(Saved entries)
-- Opening Marker --

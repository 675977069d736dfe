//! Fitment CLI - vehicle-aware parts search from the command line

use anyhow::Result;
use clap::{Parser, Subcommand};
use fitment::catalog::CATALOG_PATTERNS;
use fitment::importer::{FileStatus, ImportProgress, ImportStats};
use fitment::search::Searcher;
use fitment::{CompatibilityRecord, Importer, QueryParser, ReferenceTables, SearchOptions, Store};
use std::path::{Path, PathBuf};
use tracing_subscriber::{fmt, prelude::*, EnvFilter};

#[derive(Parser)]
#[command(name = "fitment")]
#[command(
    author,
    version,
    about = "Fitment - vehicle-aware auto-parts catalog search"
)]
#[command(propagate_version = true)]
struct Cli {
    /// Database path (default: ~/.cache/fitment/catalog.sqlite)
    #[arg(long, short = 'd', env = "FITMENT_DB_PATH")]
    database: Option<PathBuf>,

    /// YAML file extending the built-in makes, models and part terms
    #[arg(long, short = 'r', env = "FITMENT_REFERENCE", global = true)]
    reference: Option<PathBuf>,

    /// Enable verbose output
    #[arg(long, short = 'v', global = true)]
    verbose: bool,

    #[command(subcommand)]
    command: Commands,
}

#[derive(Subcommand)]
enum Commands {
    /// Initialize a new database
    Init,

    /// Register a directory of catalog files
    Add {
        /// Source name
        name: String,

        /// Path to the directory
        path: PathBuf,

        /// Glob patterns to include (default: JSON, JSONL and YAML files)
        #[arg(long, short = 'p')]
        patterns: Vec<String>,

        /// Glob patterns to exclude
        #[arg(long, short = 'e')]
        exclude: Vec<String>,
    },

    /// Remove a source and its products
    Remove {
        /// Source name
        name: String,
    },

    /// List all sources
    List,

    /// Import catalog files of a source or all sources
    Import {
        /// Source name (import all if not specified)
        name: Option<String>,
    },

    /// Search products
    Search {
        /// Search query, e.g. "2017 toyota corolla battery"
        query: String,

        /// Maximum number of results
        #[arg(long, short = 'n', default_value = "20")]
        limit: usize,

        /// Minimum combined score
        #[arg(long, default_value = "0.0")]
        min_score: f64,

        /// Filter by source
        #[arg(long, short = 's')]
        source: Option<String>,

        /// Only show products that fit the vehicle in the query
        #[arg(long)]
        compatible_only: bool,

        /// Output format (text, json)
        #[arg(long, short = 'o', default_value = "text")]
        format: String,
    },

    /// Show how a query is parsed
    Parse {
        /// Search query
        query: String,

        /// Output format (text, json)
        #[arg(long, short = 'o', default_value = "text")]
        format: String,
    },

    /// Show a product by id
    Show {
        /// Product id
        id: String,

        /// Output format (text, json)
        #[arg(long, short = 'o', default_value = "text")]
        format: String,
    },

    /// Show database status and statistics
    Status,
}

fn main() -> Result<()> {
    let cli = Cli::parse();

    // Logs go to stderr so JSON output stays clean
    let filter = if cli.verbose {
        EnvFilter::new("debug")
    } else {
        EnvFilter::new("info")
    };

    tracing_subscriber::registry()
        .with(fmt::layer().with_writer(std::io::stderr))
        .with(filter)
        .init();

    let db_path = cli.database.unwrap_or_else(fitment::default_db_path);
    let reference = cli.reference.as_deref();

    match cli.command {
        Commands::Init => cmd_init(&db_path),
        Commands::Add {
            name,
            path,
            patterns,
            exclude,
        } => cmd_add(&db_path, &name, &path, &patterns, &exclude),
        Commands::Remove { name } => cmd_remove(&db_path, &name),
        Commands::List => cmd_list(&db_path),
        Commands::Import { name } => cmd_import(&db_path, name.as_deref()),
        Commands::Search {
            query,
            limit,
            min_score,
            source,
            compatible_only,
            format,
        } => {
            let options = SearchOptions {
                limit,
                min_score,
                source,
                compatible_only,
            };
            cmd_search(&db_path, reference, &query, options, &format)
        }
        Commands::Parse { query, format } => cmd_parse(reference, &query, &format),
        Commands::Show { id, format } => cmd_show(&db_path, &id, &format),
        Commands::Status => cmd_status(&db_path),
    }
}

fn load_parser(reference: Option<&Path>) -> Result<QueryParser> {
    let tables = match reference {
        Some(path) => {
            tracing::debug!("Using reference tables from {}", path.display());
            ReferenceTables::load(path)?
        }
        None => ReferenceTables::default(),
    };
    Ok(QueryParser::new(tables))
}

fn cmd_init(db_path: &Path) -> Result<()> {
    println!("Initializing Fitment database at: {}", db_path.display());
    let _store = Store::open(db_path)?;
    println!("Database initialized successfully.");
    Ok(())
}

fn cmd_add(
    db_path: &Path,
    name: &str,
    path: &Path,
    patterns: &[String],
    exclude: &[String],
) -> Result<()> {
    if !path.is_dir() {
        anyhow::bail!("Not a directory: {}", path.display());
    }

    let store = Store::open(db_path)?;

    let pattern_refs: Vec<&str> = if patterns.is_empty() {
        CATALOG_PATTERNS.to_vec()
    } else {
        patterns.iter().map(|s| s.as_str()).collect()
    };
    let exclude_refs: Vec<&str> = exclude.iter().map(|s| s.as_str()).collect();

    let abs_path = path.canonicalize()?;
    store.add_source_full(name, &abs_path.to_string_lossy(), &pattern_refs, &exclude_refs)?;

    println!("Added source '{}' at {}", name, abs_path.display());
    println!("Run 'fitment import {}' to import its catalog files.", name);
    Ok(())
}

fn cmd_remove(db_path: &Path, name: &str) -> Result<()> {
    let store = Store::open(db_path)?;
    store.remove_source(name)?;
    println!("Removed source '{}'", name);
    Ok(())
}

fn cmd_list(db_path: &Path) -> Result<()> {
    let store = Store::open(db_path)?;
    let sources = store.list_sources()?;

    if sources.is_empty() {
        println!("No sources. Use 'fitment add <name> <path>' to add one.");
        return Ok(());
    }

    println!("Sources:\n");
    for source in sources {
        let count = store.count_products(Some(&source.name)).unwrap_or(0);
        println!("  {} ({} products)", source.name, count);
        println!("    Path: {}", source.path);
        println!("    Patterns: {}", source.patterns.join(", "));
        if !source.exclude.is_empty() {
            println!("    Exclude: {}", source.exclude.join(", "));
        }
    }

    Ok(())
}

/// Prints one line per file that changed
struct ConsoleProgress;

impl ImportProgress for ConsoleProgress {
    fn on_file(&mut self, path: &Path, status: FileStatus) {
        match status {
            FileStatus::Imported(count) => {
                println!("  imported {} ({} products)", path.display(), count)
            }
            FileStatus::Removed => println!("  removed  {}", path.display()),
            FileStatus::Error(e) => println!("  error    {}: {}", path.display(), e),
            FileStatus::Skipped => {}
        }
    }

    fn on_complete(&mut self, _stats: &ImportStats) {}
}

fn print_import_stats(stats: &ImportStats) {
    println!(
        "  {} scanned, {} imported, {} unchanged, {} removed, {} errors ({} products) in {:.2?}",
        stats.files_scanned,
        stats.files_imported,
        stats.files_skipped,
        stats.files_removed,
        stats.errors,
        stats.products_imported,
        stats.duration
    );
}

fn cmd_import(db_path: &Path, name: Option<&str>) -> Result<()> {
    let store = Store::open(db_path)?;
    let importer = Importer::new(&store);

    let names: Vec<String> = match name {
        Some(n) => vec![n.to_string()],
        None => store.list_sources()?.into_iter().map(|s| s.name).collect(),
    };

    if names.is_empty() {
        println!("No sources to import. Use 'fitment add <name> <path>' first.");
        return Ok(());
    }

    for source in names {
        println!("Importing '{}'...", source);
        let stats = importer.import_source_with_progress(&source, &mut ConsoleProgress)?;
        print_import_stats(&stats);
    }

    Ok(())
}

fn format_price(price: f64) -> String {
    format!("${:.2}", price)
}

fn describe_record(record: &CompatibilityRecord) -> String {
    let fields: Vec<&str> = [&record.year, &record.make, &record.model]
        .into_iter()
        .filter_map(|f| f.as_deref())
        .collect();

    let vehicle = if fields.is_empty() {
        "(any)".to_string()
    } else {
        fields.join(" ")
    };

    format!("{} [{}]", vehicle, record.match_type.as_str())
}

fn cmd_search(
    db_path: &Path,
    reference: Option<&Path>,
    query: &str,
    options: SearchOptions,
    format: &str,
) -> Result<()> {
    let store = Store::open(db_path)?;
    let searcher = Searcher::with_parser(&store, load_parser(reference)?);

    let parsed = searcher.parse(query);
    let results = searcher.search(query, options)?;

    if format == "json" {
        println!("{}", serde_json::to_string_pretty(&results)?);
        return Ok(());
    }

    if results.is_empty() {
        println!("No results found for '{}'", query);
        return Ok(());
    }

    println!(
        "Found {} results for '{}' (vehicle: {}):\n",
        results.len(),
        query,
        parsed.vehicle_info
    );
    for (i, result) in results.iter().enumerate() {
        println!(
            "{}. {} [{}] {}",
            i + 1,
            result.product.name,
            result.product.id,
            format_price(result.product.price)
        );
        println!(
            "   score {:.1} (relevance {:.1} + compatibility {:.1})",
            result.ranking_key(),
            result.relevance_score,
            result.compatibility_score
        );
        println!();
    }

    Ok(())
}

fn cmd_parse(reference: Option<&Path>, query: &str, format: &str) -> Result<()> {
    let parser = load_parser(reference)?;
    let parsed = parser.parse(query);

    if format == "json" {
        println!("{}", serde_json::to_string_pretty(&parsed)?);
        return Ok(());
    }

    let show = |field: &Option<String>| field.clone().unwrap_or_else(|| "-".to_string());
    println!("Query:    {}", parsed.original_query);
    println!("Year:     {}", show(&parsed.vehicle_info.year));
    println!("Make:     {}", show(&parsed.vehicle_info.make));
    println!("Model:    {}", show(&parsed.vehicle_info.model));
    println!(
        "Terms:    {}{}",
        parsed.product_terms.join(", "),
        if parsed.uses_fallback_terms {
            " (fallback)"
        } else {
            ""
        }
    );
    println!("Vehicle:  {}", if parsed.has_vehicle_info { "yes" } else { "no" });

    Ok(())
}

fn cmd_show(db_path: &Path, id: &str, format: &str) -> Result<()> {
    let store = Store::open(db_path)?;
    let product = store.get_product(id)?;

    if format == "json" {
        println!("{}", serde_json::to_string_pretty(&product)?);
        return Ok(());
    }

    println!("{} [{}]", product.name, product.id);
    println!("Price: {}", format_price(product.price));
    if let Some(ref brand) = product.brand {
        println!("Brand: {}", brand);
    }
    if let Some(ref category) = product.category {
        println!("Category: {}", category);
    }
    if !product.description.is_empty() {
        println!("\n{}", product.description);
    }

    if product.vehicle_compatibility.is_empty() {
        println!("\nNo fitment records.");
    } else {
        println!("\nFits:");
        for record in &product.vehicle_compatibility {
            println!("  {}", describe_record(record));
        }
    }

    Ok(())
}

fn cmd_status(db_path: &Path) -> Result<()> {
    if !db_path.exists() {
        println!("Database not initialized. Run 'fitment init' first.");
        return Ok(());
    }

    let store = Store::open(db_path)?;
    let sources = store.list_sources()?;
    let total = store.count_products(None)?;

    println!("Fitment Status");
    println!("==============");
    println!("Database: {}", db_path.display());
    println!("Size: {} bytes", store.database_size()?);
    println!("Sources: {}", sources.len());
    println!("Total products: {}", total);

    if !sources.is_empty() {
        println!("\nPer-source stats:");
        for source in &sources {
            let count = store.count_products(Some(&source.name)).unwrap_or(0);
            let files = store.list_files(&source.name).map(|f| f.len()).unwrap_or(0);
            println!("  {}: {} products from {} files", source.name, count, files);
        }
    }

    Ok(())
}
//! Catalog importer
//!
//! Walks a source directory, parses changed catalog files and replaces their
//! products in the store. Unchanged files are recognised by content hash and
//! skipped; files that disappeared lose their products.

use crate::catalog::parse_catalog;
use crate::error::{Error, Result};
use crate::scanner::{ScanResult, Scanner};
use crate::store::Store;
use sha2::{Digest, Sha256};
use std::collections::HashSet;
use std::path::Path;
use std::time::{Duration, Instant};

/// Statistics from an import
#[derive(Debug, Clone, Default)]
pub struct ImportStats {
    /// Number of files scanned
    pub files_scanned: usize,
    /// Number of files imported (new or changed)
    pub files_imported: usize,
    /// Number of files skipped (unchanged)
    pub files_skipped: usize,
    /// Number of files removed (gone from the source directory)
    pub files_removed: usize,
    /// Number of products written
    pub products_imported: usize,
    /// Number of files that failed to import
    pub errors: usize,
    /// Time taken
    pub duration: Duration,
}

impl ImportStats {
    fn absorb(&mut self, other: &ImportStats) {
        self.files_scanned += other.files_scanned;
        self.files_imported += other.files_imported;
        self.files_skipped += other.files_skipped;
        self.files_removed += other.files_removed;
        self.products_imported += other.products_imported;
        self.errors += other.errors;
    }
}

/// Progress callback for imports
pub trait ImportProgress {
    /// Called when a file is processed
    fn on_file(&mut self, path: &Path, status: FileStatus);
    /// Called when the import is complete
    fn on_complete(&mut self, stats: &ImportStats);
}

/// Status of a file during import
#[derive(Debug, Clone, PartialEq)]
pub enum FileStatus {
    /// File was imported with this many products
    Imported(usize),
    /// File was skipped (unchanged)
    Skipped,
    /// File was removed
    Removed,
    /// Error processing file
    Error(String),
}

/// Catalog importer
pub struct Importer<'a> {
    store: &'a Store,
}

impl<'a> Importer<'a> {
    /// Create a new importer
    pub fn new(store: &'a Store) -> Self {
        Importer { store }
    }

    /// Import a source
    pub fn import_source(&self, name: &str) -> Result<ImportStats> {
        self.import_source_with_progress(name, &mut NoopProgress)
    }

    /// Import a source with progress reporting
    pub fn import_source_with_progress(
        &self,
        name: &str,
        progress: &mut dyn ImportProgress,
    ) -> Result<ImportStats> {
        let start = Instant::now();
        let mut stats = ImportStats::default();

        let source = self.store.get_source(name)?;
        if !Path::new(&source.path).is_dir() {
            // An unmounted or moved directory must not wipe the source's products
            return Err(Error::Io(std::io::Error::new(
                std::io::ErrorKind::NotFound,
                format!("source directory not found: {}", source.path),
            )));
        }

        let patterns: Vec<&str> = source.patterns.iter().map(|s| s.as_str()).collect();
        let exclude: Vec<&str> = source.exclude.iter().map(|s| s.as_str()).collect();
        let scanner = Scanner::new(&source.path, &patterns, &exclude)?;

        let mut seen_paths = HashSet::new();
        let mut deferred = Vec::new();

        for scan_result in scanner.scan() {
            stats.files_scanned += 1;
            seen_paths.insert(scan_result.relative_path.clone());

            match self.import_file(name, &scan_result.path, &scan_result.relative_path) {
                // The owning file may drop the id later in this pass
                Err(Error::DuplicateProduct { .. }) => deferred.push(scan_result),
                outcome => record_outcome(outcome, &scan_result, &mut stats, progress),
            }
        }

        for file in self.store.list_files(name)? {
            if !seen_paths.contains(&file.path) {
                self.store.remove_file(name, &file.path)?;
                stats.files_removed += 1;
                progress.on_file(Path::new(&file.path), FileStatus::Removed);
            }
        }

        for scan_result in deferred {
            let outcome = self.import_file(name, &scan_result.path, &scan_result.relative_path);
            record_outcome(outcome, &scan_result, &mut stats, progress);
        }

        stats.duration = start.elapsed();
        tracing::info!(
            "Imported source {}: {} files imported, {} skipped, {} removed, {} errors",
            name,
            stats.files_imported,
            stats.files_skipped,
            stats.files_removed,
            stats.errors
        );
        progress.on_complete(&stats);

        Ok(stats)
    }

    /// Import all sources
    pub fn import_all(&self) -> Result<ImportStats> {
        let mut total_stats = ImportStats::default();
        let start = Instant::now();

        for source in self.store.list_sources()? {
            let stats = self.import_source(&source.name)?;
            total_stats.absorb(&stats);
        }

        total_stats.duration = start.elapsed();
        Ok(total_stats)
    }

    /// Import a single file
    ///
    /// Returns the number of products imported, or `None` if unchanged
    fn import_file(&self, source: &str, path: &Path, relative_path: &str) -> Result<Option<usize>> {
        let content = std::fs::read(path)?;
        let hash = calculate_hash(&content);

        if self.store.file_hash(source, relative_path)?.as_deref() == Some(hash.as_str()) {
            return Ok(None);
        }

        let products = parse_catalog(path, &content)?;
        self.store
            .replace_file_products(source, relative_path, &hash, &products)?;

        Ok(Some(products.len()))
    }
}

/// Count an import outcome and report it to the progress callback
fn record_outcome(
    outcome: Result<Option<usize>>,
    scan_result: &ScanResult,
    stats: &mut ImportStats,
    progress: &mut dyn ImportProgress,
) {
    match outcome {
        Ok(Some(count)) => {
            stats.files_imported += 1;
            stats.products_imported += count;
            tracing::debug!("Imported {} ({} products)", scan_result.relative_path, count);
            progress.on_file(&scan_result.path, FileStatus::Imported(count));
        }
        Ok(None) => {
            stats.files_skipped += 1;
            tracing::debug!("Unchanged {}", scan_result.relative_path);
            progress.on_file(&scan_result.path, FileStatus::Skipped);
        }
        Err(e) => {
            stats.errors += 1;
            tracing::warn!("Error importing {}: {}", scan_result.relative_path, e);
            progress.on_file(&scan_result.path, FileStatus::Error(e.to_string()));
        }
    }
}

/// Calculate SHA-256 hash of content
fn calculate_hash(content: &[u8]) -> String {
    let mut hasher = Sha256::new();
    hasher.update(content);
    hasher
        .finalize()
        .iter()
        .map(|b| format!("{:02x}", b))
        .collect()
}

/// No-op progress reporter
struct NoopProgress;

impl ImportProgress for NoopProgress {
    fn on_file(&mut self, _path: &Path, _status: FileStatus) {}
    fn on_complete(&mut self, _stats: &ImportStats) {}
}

-- Closing Marker --

● **Exercise requirements**:
For every line above that includes the string "ScanResult", copy the line.

● **Task answer**:
use crate::scanner::{ScanResult, Scanner};
    scan_result: &ScanResult,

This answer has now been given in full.